The recent decision by British Columbia’s highest court to protect the right of Trinity Western University to operate a law school was the last of the provincial judicial rulings in this legal dispute. A decision by the Supreme Court of Canada, however, may prove to be Trinity’s ultimate undoing — and that would be a shame.

The private Christian university in British Columbia wants to open a law school. Citing the public interest, the regulators of the legal profession in British Columbia, Ontario, and Nova Scotia refused to license Trinity’s law graduates because of a clause in the Community in Covenant agreement that all Trinity students must sign. The clause prohibits “sexual intimacy that violates the sacredness of marriage between a man and a woman.” The dispute boils down to a delicate balancing act under the Charter of Rights and Freedoms between Trinity’s religious freedom and the equality rights of LGBTQ persons who might want to study law at Trinity.

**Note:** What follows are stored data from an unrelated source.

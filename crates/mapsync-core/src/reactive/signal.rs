// Copyright 2025 eraflo
//
// Licensed under the Apache License, Version 2.0 (the "License");
// you may not use this file except in compliance with the License.
// You may obtain a copy of the License at
//
//     http://www.apache.org/licenses/LICENSE-2.0
//
// Unless required by applicable law or agreed to in writing, software
// distributed under the License is distributed on an "AS IS" BASIS,
// WITHOUT WARRANTIES OR CONDITIONS OF ANY KIND, either express or implied.
// See the License for the specific language governing permissions and
// limitations under the License.

use std::cell::{Cell, RefCell};
use std::fmt;
use std::rc::{Rc, Weak};

use super::Disposer;

type Watcher<T> = Rc<dyn Fn(&T)>;

struct SignalInner<T> {
    value: RefCell<T>,
    watchers: RefCell<Vec<(u64, Watcher<T>)>>,
    next_watcher: Cell<u64>,
    version: Cell<u64>,
}

/// A shared, observable cell.
///
/// Cloning a `Signal` is cheap and yields another handle to the same cell.
/// Watchers are notified synchronously with strict value comparison: setting
/// a value equal to the current one is silent. Use [`notify`](Self::notify)
/// to re-fire watchers without a change (e.g. the same engine object after
/// its internal tables were cleared).
///
/// Watchers may re-enter the signal. When a watcher sets a new value, the
/// nested notification delivers it to every watcher and the outer, now stale,
/// notification stops.
pub struct Signal<T> {
    inner: Rc<SignalInner<T>>,
}

impl<T> Clone for Signal<T> {
    fn clone(&self) -> Self {
        Self {
            inner: self.inner.clone(),
        }
    }
}

impl<T: Clone + PartialEq + 'static> Signal<T> {
    /// Creates a signal holding `value`.
    pub fn new(value: T) -> Self {
        Self {
            inner: Rc::new(SignalInner {
                value: RefCell::new(value),
                watchers: RefCell::new(Vec::new()),
                next_watcher: Cell::new(0),
                version: Cell::new(0),
            }),
        }
    }

    /// Returns a clone of the current value.
    pub fn get(&self) -> T {
        self.inner.value.borrow().clone()
    }

    /// Borrows the current value for the duration of `f`.
    ///
    /// `f` must not set this signal.
    pub fn with<R>(&self, f: impl FnOnce(&T) -> R) -> R {
        f(&self.inner.value.borrow())
    }

    /// Stores `value` and notifies watchers if it differs from the current one.
    ///
    /// ## Returns
    /// `true` if the value changed.
    pub fn set(&self, value: T) -> bool {
        {
            let mut current = self.inner.value.borrow_mut();
            if *current == value {
                return false;
            }
            *current = value;
        }
        self.notify();
        true
    }

    /// Stores `value` unconditionally, notifies watchers and returns the previous value.
    pub fn replace(&self, value: T) -> T {
        let previous = self.inner.value.replace(value);
        self.notify();
        previous
    }

    /// Re-fires every watcher with the current value.
    pub fn notify(&self) {
        let version = self.inner.version.get().wrapping_add(1);
        self.inner.version.set(version);

        let snapshot = self.get();
        let watchers: Vec<(u64, Watcher<T>)> = self.inner.watchers.borrow().clone();
        for (id, watcher) in watchers {
            if self.inner.version.get() != version {
                // A watcher published a newer value, which has already reached everyone.
                break;
            }
            if !self.is_watching(id) {
                continue;
            }
            watcher(&snapshot);
        }
    }

    /// Subscribes `watcher` to future changes.
    ///
    /// The subscription lasts until the returned [`Disposer`] is dropped or disposed.
    pub fn watch(&self, watcher: impl Fn(&T) + 'static) -> Disposer {
        let id = self.inner.next_watcher.get();
        self.inner.next_watcher.set(id + 1);
        self.inner
            .watchers
            .borrow_mut()
            .push((id, Rc::new(watcher)));

        let weak: Weak<SignalInner<T>> = Rc::downgrade(&self.inner);
        Disposer::new(move || {
            if let Some(inner) = weak.upgrade() {
                inner.watchers.borrow_mut().retain(|(w, _)| *w != id);
            }
        })
    }

    /// Like [`watch`](Self::watch), but also fires once with the current value
    /// before returning.
    pub fn watch_immediate(&self, watcher: impl Fn(&T) + 'static) -> Disposer {
        let watcher = Rc::new(watcher);
        let current = self.get();
        let forwarded = watcher.clone();
        let disposer = self.watch(move |value| forwarded(value));
        watcher(&current);
        disposer
    }

    /// Number of live watchers.
    pub fn watcher_count(&self) -> usize {
        self.inner.watchers.borrow().len()
    }

    /// Returns `true` if both handles point at the same cell.
    pub fn ptr_eq(&self, other: &Self) -> bool {
        Rc::ptr_eq(&self.inner, &other.inner)
    }

    fn is_watching(&self, id: u64) -> bool {
        self.inner.watchers.borrow().iter().any(|(w, _)| *w == id)
    }
}

impl<T: Clone + PartialEq + Default + 'static> Default for Signal<T> {
    fn default() -> Self {
        Self::new(T::default())
    }
}

impl<T: fmt::Debug> fmt::Debug for Signal<T> {
    fn fmt(&self, f: &mut fmt::Formatter<'_>) -> fmt::Result {
        f.debug_struct("Signal")
            .field("value", &self.inner.value.borrow())
            .field("watchers", &self.inner.watchers.borrow().len())
            .finish()
    }
}

#[cfg(test)]
mod tests {
    use super::*;

    #[test]
    fn set_notifies_only_on_change() {
        let signal = Signal::new(1);
        let seen = Rc::new(RefCell::new(Vec::new()));
        let s = seen.clone();
        let _d = signal.watch(move |v| s.borrow_mut().push(*v));

        assert!(signal.set(2));
        assert!(!signal.set(2));
        signal.notify();

        assert_eq!(*seen.borrow(), vec![2, 2]);
    }

    #[test]
    fn dropping_disposer_unsubscribes() {
        let signal = Signal::new(0);
        let seen = Rc::new(Cell::new(0));
        let s = seen.clone();
        let d = signal.watch(move |_| s.set(s.get() + 1));
        assert_eq!(signal.watcher_count(), 1);

        drop(d);
        signal.set(5);

        assert_eq!(seen.get(), 0);
        assert_eq!(signal.watcher_count(), 0);
    }

    #[test]
    fn watch_immediate_fires_with_current_value() {
        let signal = Signal::new("a".to_string());
        let seen = Rc::new(RefCell::new(Vec::new()));
        let s = seen.clone();
        let _d = signal.watch_immediate(move |v| s.borrow_mut().push(v.clone()));
        signal.set("b".to_string());

        assert_eq!(*seen.borrow(), vec!["a".to_string(), "b".to_string()]);
    }

    #[test]
    fn reentrant_set_stops_stale_notification() {
        let signal = Signal::new(0);
        let seen = Rc::new(RefCell::new(Vec::new()));

        let bounce = signal.clone();
        let _first = signal.watch(move |v| {
            if *v == 1 {
                bounce.set(2);
            }
        });
        let s = seen.clone();
        let _second = signal.watch(move |v| s.borrow_mut().push(*v));

        signal.set(1);

        // The second watcher only ever sees the settled value.
        assert_eq!(*seen.borrow(), vec![2]);
        assert_eq!(signal.get(), 2);
    }

    #[test]
    fn watcher_disposed_during_notification_is_skipped() {
        let signal = Signal::new(0);
        let count = Rc::new(Cell::new(0));
        let slot: Rc<RefCell<Option<Disposer>>> = Rc::new(RefCell::new(None));

        let slot_for_first = slot.clone();
        let _first = signal.watch(move |_| {
            if let Some(d) = slot_for_first.borrow_mut().take() {
                d.dispose();
            }
        });
        let c = count.clone();
        *slot.borrow_mut() = Some(signal.watch(move |_| c.set(c.get() + 1)));

        signal.set(1);

        assert_eq!(count.get(), 0);
    }
}
// Copyright 2025 eraflo
//
// Licensed under the Apache License, Version 2.0 (the "License");
// you may not use this file except in compliance with the License.
// You may obtain a copy of the License at
//
//     http://www.apache.org/licenses/LICENSE-2.0
//
// Unless required by applicable law or agreed to in writing, software
// distributed under the License is distributed on an "AS IS" BASIS,
// WITHOUT WARRANTIES OR CONDITIONS OF ANY KIND, either express or implied.
// See the License for the specific language governing permissions and
// limitations under the License.

//! The marker factory.
//!
//! A marker may toggle a popup by id. While a popup is attached the marker's
//! status follows it: `Open` while the popup shows, `Closed` otherwise.

use std::cell::RefCell;
use std::fmt;
use std::ops::Deref;
use std::rc::{Rc, Weak};

use mapsync_core::spec::{LngLat, MarkerSpec};
use mapsync_core::{
    BindingContext, Disposer, EngineError, EngineEvent, EngineEventKind, EngineRef,
    MarkerStatus, ReloadHandler, ResourceKind, Scope, Signal,
};

use crate::handle::ResourceHandle;
use crate::report;

/// Declarative inputs of a marker.
#[derive(Debug, Clone, PartialEq)]
pub struct MarkerOptions {
    /// Marker id. Generated as `<marker_id_prefix>-<uuid>` when `None`.
    pub id: Option<String>,
    /// Position, appearance and attached popup.
    pub spec: MarkerSpec,
    /// Log engine failures at `error` level.
    pub debug: bool,
}

impl MarkerOptions {
    /// Options for a default marker at `lng_lat`.
    pub fn at(lng_lat: LngLat) -> Self {
        Self {
            id: None,
            spec: MarkerSpec::at(lng_lat),
            debug: false,
        }
    }

    /// Sets the marker id.
    pub fn with_id(mut self, id: impl Into<String>) -> Self {
        self.id = Some(id.into());
        self
    }

    /// Attaches a popup by id.
    pub fn with_popup(mut self, popup_id: impl Into<String>) -> Self {
        self.spec.popup = Some(popup_id.into());
        self
    }
}

struct MarkerInner {
    id: String,
    debug: bool,
    engine: RefCell<Option<EngineRef>>,
    spec: RefCell<MarkerSpec>,
    status: Signal<MarkerStatus>,
    listeners: RefCell<Vec<Disposer>>,
    this: Weak<MarkerInner>,
}

impl MarkerInner {
    fn create(&self) {
        let Some(engine) = self.engine.borrow().clone() else {
            log::trace!("Marker '{}': no ready engine, creation deferred.", self.id);
            return;
        };
        if engine.has_marker(&self.id) {
            log::trace!("Marker '{}' already exists on the engine.", self.id);
            return;
        }

        self.status.set(MarkerStatus::Creating);
        // The popup is attached separately, once it exists.
        let spec = MarkerSpec {
            popup: None,
            ..self.spec.borrow().clone()
        };
        if let Err(err) = engine.add_marker(&self.id, &spec) {
            self.failed("add", &err);
            if engine.has_marker(&self.id) {
                if let Err(err) = engine.remove_marker(&self.id) {
                    self.failed("rollback", &err);
                }
            }
            self.status.set(MarkerStatus::Error);
            return;
        }
        log::debug!("Marker '{}' created.", self.id);
        self.status.set(MarkerStatus::Created);
        self.follow_popup(&engine);
        if self.spec.borrow().popup.is_some() {
            self.bind_popup(&engine);
        }
    }

    fn follow_popup(&self, engine: &EngineRef) {
        self.stop_following();
        for kind in [EngineEventKind::PopupOpen, EngineEventKind::PopupClose] {
            let this = self.this.clone();
            let listener = engine.subscribe(kind, move |event| {
                let Some(inner) = this.upgrade() else {
                    return;
                };
                let (popup_id, status) = match event {
                    EngineEvent::PopupOpen { popup_id } => (popup_id, MarkerStatus::Open),
                    EngineEvent::PopupClose { popup_id } => (popup_id, MarkerStatus::Closed),
                    _ => return,
                };
                let attached = inner.spec.borrow().popup.as_deref() == Some(popup_id.as_str());
                if attached && inner.status.get().is_live() {
                    inner.status.set(status);
                }
            });
            self.listeners.borrow_mut().push(listener);
        }
    }

    fn stop_following(&self) {
        let listeners = std::mem::take(&mut *self.listeners.borrow_mut());
        drop(listeners);
    }

    /// Attaches the desired popup on the engine and derives the status from it.
    fn bind_popup(&self, engine: &EngineRef) {
        let popup = self.spec.borrow().popup.clone();
        let popup = match popup {
            Some(popup) if engine.has_popup(&popup) => Some(popup),
            Some(popup) => {
                log::debug!(
                    "Marker '{}': popup '{popup}' is not on the engine, left detached.",
                    self.id
                );
                None
            }
            None => None,
        };
        if let Err(err) = engine.set_marker_popup(&self.id, popup.as_deref()) {
            self.failed("attach popup", &err);
            return;
        }
        let status = match popup {
            Some(popup) if engine.is_popup_open(&popup) => MarkerStatus::Open,
            Some(_) => MarkerStatus::Closed,
            None => MarkerStatus::Created,
        };
        self.status.set(status);
    }

    fn remove(&self) {
        let engine = self.engine.borrow().clone();
        if let Some(engine) = engine {
            self.remove_from(&engine);
        }
        self.status.set(MarkerStatus::NotCreated);
    }

    fn remove_from(&self, engine: &EngineRef) {
        self.stop_following();
        if !engine.has_marker(&self.id) {
            log::trace!("Marker '{}' is not on the engine, nothing to remove.", self.id);
            return;
        }
        match engine.remove_marker(&self.id) {
            Ok(()) => log::debug!("Marker '{}' removed.", self.id),
            Err(err) => self.failed("remove", &err),
        }
    }

    fn live_engine(&self) -> Option<EngineRef> {
        let engine = self.engine.borrow().clone()?;
        if engine.has_marker(&self.id) {
            Some(engine)
        } else {
            log::trace!("Marker '{}' is not live, engine update skipped.", self.id);
            None
        }
    }

    fn failed(&self, operation: &str, err: &EngineError) {
        report::engine_failure(self.debug, ResourceKind::Marker, &self.id, operation, err);
    }
}

impl ReloadHandler for MarkerInner {
    fn on_ready(&self, engine: &EngineRef) {
        *self.engine.borrow_mut() = Some(engine.clone());
        self.create();
    }

    fn on_teardown(&self, engine: &EngineRef) {
        self.remove_from(engine);
        self.engine.borrow_mut().take();
        self.status.set(MarkerStatus::NotCreated);
    }
}

/// The action object of a marker.
#[derive(Clone)]
pub struct MarkerActions {
    inner: Rc<MarkerInner>,
}

impl MarkerActions {
    /// The marker id.
    pub fn id(&self) -> &str {
        &self.inner.id
    }

    /// The observable lifecycle status.
    pub fn status(&self) -> Signal<MarkerStatus> {
        self.inner.status.clone()
    }

    /// Places the marker if the engine is ready.
    pub fn create(&self) {
        self.inner.create();
    }

    /// Moves the marker.
    pub fn set_lng_lat(&self, lng_lat: LngLat) {
        self.inner.spec.borrow_mut().lng_lat = lng_lat;
        if let Some(engine) = self.inner.live_engine() {
            if let Err(err) = engine.set_marker_lng_lat(self.id(), lng_lat) {
                self.inner.failed("move", &err);
            }
        }
    }

    /// Enables or disables dragging.
    pub fn set_draggable(&self, draggable: bool) {
        self.inner.spec.borrow_mut().draggable = draggable;
        if let Some(engine) = self.inner.live_engine() {
            if let Err(err) = engine.set_marker_draggable(self.id(), draggable) {
                self.inner.failed("set draggable", &err);
            }
        }
    }

    /// Attaches the popup registered under `popup_id`, or detaches with `None`.
    pub fn attach_popup(&self, popup_id: Option<String>) {
        self.inner.spec.borrow_mut().popup = popup_id;
        if let Some(engine) = self.inner.live_engine() {
            self.inner.bind_popup(&engine);
        }
    }

    /// Removes the marker. Idempotent.
    pub fn remove(&self) {
        self.inner.remove();
    }

    /// The live marker, if the engine currently holds it.
    pub fn live_handle(&self) -> Option<ResourceHandle> {
        self.inner.live_engine().map(|engine| ResourceHandle {
            id: self.inner.id.clone(),
            kind: ResourceKind::Marker,
            engine,
        })
    }
}

impl PartialEq for MarkerActions {
    fn eq(&self, other: &Self) -> bool {
        Rc::ptr_eq(&self.inner, &other.inner)
    }
}

impl fmt::Debug for MarkerActions {
    fn fmt(&self, f: &mut fmt::Formatter<'_>) -> fmt::Result {
        f.debug_struct("MarkerActions")
            .field("id", &self.inner.id)
            .field("status", &self.inner.status.get())
            .finish()
    }
}

/// Owns one engine marker for as long as it lives.
pub struct MarkerFactory {
    actions: MarkerActions,
    _scope: Scope,
}

impl MarkerFactory {
    /// Creates a factory for `options`.
    pub fn new(context: &BindingContext, options: MarkerOptions) -> Self {
        let settings = context.settings();
        let id = report::resolve_id(options.id, &settings.marker_id_prefix, ResourceKind::Marker);
        let inner = Rc::new_cyclic(|this| MarkerInner {
            id,
            debug: options.debug || settings.debug,
            engine: RefCell::new(None),
            spec: RefCell::new(options.spec),
            status: Signal::new(MarkerStatus::NotCreated),
            listeners: RefCell::new(Vec::new()),
            this: this.clone(),
        });

        let scope = Scope::new();
        scope.add(context.reload().observe(inner.clone()).into_disposer());
        let removal = Rc::downgrade(&inner);
        scope.on_dispose(move || {
            if let Some(inner) = removal.upgrade() {
                inner.remove();
            }
        });

        Self {
            actions: MarkerActions { inner },
            _scope: scope,
        }
    }

    /// The marker's action object.
    pub fn actions(&self) -> &MarkerActions {
        &self.actions
    }
}

impl Deref for MarkerFactory {
    type Target = MarkerActions;

    fn deref(&self) -> &Self::Target {
        &self.actions
    }
}

impl fmt::Debug for MarkerFactory {
    fn fmt(&self, f: &mut fmt::Formatter<'_>) -> fmt::Result {
        f.debug_tuple("MarkerFactory").field(&self.actions).finish()
    }
}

Trinity has won in Nova Scotia and British Columbia but has lost in Ontario. The Nova Scotia Barristers’ Society will not appeal to the Supreme Court, but Trinity intends to appeal the Ontario decision and the Law Society of British Columbia will appeal its defeat. The dispute seems destined for Canada’s top court.

A loss there would likely put other degree programs at Trinity at risk, starting with education and nursing. These programs too implicate a public regulator that accredits degree programs on the basis of which graduates may be licensed to work in these fields. How will these programs escape a ruling against Trinity’s law school? In British Columbia, the public regulators of these professions must carry out their mandate with the public interest in mind.

(Such an outcome would effectively overturn a 2001 decision by the Supreme Court upholding Trinity’s education program. That decision resolved a legal dispute over essentially the same clause that is at issue in the law school litigation.)

But why stop at degrees that implicate a public regulator? If Trinity’s law school is denied because a law degree must be offered without regard to a student’s sexual orientation, why should it matter that the degree is in law, history, biology or business? To say that the sexual intimacy clause can continue to apply to programs at Trinity other than law mistakenly puts legal education on a pedestal above other academic disciplines.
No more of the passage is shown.